-- MATERIAL PROVIDED follows --

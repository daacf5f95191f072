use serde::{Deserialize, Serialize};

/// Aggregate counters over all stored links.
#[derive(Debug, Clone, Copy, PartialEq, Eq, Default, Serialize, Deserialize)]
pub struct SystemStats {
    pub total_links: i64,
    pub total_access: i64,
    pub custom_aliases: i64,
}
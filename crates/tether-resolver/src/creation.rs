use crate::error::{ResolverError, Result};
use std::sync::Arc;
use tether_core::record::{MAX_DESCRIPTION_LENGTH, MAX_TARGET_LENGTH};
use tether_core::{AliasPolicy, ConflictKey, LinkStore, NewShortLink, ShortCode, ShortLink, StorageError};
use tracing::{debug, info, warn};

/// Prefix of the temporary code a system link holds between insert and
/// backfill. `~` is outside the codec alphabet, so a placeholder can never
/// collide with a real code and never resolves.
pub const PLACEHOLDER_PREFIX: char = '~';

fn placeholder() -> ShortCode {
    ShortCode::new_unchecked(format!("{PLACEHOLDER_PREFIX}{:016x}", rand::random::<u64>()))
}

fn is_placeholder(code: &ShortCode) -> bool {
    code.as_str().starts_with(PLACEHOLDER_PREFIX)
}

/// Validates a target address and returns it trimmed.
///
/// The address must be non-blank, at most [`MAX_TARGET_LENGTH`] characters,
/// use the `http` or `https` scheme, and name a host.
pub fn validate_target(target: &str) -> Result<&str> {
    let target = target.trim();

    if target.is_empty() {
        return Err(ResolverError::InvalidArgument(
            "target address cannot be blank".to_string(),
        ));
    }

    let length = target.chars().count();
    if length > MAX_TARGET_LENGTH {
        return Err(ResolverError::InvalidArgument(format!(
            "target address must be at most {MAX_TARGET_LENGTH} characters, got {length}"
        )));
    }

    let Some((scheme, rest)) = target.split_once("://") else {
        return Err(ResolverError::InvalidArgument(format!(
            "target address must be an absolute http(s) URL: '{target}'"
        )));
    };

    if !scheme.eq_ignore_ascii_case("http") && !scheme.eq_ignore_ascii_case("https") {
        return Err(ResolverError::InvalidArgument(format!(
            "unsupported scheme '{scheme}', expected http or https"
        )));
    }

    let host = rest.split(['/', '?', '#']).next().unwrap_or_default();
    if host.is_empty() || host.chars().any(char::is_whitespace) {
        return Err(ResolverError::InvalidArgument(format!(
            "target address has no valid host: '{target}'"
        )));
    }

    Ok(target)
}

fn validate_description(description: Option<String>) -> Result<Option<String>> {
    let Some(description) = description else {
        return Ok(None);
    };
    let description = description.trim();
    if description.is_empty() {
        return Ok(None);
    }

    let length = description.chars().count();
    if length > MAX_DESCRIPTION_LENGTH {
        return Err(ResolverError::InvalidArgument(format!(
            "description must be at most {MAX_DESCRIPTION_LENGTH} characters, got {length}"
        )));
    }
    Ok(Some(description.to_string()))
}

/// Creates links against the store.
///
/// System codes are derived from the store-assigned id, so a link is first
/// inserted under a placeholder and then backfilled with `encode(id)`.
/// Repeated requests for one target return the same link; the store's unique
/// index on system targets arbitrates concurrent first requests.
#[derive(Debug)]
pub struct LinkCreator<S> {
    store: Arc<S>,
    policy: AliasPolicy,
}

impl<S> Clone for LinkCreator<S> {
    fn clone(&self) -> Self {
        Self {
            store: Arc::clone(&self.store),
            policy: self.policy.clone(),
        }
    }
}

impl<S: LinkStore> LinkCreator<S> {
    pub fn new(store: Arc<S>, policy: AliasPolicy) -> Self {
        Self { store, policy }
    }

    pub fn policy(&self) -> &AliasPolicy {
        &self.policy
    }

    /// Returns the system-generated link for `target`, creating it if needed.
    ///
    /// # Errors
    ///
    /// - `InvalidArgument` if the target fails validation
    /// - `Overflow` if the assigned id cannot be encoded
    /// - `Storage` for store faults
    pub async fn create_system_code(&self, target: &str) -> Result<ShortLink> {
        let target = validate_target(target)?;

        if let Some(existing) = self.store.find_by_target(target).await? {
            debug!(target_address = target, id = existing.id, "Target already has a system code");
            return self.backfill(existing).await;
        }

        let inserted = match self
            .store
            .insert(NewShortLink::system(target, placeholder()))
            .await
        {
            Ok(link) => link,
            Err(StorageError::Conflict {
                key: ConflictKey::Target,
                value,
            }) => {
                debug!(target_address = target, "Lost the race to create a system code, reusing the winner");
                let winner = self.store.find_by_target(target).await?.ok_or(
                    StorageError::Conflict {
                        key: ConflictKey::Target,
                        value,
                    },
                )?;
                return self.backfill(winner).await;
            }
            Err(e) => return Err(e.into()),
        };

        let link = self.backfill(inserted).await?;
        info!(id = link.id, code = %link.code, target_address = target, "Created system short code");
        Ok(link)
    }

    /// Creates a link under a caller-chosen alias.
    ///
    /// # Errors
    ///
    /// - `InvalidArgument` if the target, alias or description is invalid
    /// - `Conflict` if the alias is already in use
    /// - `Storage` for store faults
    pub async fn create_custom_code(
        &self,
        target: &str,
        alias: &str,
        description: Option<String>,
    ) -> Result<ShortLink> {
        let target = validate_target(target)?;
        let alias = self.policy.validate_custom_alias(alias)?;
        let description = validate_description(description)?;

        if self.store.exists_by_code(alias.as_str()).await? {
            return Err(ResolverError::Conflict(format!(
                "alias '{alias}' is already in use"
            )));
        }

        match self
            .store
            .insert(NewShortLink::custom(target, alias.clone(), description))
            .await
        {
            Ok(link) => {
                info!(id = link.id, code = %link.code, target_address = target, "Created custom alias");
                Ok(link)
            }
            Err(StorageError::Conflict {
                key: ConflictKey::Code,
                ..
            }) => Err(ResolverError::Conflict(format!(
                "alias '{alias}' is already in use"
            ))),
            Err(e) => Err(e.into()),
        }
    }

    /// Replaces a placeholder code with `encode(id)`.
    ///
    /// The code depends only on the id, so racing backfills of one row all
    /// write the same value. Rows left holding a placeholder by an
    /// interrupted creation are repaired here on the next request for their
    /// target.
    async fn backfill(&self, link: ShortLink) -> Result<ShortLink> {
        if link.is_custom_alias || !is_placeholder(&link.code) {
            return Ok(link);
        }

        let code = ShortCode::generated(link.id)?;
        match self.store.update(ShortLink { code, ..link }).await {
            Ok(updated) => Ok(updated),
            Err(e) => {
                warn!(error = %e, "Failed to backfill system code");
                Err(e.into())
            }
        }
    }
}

-- MATERIAL PROVIDED concluded --

=== PROBLEM DESCRIPTION ===
Wherever the string "await" appears in the entries, copy that line.

=== YOUR RESPONSE ===
        if let Some(existing) = self.store.find_by_target(target).await? {
            return self.backfill(existing).await;
            .await
                let winner = self.store.find_by_target(target).await?.ok_or(
                return self.backfill(winner).await;
        let link = self.backfill(inserted).await?;
        if self.store.exists_by_code(alias.as_str()).await? {
            .await
        match self.store.update(ShortLink { code, ..link }).await {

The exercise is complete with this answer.